__Directions for this task__:
Transcribe exactly the lines from the one containing "pub enum PipelineError" through the end of the entries, including both the first and the last, and nothing else.

###

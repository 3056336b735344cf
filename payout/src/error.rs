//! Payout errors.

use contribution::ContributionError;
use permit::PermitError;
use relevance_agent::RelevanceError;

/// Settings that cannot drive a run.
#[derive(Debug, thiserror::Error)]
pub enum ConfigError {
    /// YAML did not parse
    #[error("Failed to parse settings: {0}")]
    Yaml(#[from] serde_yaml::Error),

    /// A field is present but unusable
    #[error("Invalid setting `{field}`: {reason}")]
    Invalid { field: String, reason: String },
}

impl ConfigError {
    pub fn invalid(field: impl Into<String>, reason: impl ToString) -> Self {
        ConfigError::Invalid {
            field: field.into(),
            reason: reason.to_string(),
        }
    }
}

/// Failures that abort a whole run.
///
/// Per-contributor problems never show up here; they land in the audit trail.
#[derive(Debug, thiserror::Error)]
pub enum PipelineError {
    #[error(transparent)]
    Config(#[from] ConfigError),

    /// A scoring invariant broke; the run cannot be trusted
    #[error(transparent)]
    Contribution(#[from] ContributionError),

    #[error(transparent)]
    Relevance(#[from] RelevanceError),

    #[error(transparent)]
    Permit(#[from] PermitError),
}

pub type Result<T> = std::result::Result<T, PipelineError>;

###

__Written reply__:
pub enum PipelineError {
    #[error(transparent)]
    Config(#[from] ConfigError),

    /// A scoring invariant broke; the run cannot be trusted
    #[error(transparent)]
    Contribution(#[from] ContributionError),

    #[error(transparent)]
    Relevance(#[from] RelevanceError),

    #[error(transparent)]
    Permit(#[from] PermitError),
}

pub type Result<T> = std::result::Result<T, PipelineError>;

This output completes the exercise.